### Data listing
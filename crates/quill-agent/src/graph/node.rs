use std::sync::Arc;

use futures::future::BoxFuture;

use quill_core::error::Result;

use crate::state::RunState;

/// A unit of work in the graph.
///
/// A step reads the current state and returns its successor. On failure it
/// returns an error and the caller's state is left as it was.
pub trait Step: Send + Sync + 'static {
    fn run<'a>(&'a self, state: &'a RunState) -> BoxFuture<'a, Result<RunState>>;
}

/// A named step registered in a graph.
#[derive(Clone)]
pub struct GraphNode {
    pub name: String,
    pub step: Arc<dyn Step>,
}

impl GraphNode {
    pub fn new(name: impl Into<String>, step: Arc<dyn Step>) -> Self {
        Self {
            name: name.into(),
            step,
        }
    }
}

impl std::fmt::Debug for GraphNode {
    fn fmt(&self, f: &mut std::fmt::Formatter<'_>) -> std::fmt::Result {
        f.debug_struct("GraphNode").field("name", &self.name).finish()
    }
}

/// Adapts a synchronous state transition into a [`Step`].
pub struct FnStep<F>(pub F);

impl<F> Step for FnStep<F>
where
    F: Fn(&RunState) -> Result<RunState> + Send + Sync + 'static,
{
    fn run<'a>(&'a self, state: &'a RunState) -> BoxFuture<'a, Result<RunState>> {
        Box::pin(async move { (self.0)(state) })
    }
}

/// Wrap a closure as a shareable step.
pub fn step_fn<F>(f: F) -> Arc<dyn Step>
where
    F: Fn(&RunState) -> Result<RunState> + Send + Sync + 'static,
{
    Arc::new(FnStep(f))
}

### Work item
Line by line, reproduce the data above exactly.

### Response for this exercise
filename crates/quill-agent/src/graph/node.rs
use std::sync::Arc;

use futures::future::BoxFuture;

use quill_core::error::Result;

use crate::state::RunState;

/// A unit of work in the graph.
///
/// A step reads the current state and returns its successor. On failure it
/// returns an error and the caller's state is left as it was.
pub trait Step: Send + Sync + 'static {
    fn run<'a>(&'a self, state: &'a RunState) -> BoxFuture<'a, Result<RunState>>;
}

/// A named step registered in a graph.
#[derive(Clone)]
pub struct GraphNode {
    pub name: String,
    pub step: Arc<dyn Step>,
}

impl GraphNode {
    pub fn new(name: impl Into<String>, step: Arc<dyn Step>) -> Self {
        Self {
            name: name.into(),
            step,
        }
    }
}

impl std::fmt::Debug for GraphNode {
    fn fmt(&self, f: &mut std::fmt::Formatter<'_>) -> std::fmt::Result {
        f.debug_struct("GraphNode").field("name", &self.name).finish()
    }
}

/// Adapts a synchronous state transition into a [`Step`].
pub struct FnStep<F>(pub F);

impl<F> Step for FnStep<F>
where
    F: Fn(&RunState) -> Result<RunState> + Send + Sync + 'static,
{
    fn run<'a>(&'a self, state: &'a RunState) -> BoxFuture<'a, Result<RunState>> {
        Box::pin(async move { (self.0)(state) })
    }
}

/// Wrap a closure as a shareable step.
pub fn step_fn<F>(f: F) -> Arc<dyn Step>
where
    F: Fn(&RunState) -> Result<RunState> + Send + Sync + 'static,
{
    Arc::new(FnStep(f))
}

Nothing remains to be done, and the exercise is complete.